(TASK BRIEF):
Your answer should consist of each line below that contains the string "checked".
═══ DATASET
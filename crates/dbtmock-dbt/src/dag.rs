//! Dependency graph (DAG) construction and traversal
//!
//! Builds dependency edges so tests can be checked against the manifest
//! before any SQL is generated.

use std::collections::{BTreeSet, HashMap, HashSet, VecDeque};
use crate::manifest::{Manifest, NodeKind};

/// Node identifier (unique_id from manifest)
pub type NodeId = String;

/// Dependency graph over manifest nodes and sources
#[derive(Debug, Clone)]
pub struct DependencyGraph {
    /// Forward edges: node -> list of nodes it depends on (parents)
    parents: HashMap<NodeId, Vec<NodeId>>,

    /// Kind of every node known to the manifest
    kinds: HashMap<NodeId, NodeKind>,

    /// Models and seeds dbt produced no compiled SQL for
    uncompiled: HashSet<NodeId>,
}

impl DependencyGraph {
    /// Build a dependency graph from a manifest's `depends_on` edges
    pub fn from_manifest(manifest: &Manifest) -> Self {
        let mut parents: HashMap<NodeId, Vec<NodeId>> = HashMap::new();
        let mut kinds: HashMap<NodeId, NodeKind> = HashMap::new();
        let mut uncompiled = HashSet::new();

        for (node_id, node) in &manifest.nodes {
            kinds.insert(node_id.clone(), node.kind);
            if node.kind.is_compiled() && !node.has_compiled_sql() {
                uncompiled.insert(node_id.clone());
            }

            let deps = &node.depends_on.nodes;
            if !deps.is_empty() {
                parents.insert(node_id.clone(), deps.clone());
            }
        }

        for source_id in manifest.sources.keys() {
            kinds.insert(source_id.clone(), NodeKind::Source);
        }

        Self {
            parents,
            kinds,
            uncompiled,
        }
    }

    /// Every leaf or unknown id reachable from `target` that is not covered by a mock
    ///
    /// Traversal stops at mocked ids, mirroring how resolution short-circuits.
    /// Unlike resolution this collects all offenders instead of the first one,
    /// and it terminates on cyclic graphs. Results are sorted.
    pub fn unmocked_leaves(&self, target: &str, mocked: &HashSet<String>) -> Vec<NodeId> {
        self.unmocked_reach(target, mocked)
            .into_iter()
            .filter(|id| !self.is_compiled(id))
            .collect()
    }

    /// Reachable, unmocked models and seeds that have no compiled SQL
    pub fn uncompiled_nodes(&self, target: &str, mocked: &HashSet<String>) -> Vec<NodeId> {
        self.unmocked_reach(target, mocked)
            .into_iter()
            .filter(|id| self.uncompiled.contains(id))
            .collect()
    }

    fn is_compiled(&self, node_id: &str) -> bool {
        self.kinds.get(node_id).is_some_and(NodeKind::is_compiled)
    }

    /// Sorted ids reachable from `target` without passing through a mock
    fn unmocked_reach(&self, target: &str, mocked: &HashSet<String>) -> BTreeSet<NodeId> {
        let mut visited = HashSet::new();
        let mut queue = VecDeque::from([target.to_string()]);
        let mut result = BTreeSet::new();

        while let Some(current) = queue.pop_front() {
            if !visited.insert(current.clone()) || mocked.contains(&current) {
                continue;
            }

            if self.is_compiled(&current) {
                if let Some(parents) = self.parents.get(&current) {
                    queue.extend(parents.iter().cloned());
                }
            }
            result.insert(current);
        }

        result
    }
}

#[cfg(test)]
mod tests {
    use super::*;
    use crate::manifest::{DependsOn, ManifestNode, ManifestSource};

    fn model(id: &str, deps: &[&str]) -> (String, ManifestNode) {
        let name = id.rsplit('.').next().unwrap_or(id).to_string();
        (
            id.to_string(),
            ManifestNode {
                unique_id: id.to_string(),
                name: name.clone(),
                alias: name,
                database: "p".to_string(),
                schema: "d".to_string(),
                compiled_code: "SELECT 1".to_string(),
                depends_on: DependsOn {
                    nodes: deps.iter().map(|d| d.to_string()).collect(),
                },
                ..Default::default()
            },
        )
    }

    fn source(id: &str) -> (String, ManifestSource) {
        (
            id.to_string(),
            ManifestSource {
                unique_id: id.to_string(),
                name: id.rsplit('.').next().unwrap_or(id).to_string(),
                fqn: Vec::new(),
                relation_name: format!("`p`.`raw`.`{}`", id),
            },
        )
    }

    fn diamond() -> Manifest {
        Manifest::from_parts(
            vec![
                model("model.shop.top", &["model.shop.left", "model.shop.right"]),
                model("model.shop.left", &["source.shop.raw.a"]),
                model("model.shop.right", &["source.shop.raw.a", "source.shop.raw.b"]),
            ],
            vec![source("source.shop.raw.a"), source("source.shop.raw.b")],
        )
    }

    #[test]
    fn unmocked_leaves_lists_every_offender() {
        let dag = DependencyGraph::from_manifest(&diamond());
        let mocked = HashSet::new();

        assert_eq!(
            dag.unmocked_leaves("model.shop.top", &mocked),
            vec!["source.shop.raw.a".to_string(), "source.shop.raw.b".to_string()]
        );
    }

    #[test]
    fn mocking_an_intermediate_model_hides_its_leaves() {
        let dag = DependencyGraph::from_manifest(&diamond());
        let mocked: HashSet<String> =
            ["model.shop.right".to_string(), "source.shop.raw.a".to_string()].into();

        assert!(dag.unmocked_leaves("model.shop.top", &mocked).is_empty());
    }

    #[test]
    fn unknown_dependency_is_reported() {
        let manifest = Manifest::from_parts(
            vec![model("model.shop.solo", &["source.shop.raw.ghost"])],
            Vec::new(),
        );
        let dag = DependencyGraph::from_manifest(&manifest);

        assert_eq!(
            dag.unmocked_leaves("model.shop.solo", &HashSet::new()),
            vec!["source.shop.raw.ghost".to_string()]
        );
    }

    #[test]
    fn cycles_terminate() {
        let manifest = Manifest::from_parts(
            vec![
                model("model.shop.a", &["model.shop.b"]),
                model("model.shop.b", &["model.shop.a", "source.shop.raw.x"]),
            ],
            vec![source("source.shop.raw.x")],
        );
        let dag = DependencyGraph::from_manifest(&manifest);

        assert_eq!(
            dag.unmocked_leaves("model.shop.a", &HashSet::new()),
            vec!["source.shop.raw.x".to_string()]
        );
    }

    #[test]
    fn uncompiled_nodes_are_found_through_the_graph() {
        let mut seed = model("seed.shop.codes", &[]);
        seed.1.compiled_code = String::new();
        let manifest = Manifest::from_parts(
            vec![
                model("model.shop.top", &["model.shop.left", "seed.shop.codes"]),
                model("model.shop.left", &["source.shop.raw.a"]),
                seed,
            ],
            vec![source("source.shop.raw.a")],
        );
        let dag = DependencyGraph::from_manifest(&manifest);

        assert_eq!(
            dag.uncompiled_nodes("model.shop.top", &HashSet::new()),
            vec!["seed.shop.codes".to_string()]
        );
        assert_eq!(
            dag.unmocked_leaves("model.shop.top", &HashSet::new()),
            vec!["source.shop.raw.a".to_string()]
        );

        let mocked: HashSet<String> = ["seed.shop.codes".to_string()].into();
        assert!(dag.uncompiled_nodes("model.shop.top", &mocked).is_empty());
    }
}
══════
═══ DATASET
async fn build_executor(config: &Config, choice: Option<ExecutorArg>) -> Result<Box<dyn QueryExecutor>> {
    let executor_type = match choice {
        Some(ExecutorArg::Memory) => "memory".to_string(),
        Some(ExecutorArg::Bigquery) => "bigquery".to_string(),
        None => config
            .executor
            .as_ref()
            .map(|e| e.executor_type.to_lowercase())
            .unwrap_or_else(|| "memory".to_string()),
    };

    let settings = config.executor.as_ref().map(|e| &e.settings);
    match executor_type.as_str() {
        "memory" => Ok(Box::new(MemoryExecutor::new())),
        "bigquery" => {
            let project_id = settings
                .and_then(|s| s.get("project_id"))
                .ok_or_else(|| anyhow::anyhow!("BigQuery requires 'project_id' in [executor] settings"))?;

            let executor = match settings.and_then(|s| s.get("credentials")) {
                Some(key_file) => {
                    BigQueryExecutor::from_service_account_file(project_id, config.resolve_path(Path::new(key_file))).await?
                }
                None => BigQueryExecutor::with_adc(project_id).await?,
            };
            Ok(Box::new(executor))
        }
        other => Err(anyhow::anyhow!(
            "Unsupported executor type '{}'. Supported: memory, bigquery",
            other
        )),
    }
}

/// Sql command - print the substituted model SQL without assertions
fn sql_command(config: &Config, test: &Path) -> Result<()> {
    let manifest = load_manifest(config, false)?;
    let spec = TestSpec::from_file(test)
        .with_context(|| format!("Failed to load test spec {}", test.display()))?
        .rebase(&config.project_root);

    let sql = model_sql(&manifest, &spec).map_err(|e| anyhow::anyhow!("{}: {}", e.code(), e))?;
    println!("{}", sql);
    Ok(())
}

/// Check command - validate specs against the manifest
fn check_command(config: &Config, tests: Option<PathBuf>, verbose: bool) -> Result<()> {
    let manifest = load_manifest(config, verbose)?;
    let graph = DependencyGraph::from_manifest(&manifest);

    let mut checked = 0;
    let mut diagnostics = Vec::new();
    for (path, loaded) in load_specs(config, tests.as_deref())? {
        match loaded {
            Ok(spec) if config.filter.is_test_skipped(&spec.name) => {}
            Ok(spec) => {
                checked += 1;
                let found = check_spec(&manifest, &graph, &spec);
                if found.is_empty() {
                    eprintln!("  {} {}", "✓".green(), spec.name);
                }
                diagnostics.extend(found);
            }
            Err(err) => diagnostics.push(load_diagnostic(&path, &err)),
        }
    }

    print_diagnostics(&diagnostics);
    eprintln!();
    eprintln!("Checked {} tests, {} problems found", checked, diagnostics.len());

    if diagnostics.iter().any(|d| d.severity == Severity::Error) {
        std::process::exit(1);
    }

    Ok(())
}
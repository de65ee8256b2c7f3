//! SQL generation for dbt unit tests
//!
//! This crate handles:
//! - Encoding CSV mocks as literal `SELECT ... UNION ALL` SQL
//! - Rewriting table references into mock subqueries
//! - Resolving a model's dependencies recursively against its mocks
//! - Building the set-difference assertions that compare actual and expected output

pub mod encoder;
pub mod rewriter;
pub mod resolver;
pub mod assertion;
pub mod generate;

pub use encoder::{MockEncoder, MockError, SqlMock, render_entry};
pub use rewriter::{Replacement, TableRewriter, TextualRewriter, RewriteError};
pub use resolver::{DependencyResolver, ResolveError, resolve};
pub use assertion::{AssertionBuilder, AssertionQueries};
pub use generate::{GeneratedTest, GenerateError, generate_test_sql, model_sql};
══════
═══ DATASET
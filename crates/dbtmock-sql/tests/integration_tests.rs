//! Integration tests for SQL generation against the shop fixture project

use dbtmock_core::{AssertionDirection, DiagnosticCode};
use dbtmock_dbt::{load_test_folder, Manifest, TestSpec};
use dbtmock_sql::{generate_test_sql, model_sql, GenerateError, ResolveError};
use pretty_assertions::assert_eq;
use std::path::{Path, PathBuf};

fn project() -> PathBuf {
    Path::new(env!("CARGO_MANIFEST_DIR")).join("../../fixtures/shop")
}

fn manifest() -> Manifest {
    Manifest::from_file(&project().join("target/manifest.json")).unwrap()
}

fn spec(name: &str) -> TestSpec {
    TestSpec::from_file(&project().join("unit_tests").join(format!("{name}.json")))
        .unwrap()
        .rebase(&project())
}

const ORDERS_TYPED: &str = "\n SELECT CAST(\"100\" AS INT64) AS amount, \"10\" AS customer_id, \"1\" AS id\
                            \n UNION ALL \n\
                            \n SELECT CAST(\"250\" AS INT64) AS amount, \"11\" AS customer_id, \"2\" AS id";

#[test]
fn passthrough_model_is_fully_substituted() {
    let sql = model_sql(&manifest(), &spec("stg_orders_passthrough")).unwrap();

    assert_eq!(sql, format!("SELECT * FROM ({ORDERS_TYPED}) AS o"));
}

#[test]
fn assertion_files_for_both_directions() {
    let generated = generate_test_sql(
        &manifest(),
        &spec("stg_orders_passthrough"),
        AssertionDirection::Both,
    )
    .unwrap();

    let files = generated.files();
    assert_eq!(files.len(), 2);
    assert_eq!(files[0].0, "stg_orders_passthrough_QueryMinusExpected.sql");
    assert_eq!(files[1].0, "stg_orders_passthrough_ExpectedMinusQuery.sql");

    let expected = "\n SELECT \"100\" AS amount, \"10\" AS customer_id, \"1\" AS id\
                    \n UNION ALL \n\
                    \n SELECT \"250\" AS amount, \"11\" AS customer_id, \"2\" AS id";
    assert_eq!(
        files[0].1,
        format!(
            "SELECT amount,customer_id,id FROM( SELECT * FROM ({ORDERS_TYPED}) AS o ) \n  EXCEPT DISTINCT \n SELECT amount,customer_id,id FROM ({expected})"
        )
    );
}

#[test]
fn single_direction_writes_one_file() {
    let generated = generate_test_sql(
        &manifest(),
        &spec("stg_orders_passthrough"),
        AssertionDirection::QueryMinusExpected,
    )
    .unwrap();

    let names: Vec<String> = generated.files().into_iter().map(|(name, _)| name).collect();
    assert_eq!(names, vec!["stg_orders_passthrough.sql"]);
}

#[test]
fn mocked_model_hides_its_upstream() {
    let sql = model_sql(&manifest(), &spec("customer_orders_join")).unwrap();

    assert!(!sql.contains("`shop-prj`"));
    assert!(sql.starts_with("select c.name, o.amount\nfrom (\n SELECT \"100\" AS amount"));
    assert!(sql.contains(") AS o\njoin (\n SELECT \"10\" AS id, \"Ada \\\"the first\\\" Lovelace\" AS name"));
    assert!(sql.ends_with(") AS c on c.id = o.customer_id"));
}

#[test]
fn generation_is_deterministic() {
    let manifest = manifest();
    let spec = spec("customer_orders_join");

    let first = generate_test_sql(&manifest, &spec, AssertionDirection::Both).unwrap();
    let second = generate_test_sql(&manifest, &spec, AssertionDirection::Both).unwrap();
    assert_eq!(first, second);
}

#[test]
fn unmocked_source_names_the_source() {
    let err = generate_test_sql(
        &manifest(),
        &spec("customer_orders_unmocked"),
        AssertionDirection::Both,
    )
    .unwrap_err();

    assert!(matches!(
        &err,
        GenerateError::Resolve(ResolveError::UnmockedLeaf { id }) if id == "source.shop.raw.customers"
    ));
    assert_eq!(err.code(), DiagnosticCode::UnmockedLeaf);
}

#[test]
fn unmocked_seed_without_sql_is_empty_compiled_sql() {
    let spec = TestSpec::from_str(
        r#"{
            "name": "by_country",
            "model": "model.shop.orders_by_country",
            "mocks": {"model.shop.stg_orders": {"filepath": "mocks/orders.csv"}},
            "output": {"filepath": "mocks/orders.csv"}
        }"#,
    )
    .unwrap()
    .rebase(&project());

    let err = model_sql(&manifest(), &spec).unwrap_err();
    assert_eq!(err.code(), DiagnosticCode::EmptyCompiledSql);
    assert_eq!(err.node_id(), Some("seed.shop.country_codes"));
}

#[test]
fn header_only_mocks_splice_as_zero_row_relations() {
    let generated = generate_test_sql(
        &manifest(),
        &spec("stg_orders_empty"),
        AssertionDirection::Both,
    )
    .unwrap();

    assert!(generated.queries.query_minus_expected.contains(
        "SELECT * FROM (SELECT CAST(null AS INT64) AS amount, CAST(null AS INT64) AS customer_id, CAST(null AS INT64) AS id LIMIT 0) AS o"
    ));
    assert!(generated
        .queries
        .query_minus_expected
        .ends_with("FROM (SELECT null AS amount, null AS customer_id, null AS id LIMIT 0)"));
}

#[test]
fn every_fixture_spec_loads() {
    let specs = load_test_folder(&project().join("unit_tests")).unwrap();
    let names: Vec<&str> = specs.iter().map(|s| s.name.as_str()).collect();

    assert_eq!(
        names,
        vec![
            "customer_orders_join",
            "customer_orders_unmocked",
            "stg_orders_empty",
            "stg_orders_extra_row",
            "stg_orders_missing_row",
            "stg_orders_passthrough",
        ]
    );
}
══════
(THE COMPLETED TASK):
//! Builds dependency edges so tests can be checked against the manifest
    let mut checked = 0;
                checked += 1;
    eprintln!("Checked {} tests, {} problems found", checked, diagnostics.len());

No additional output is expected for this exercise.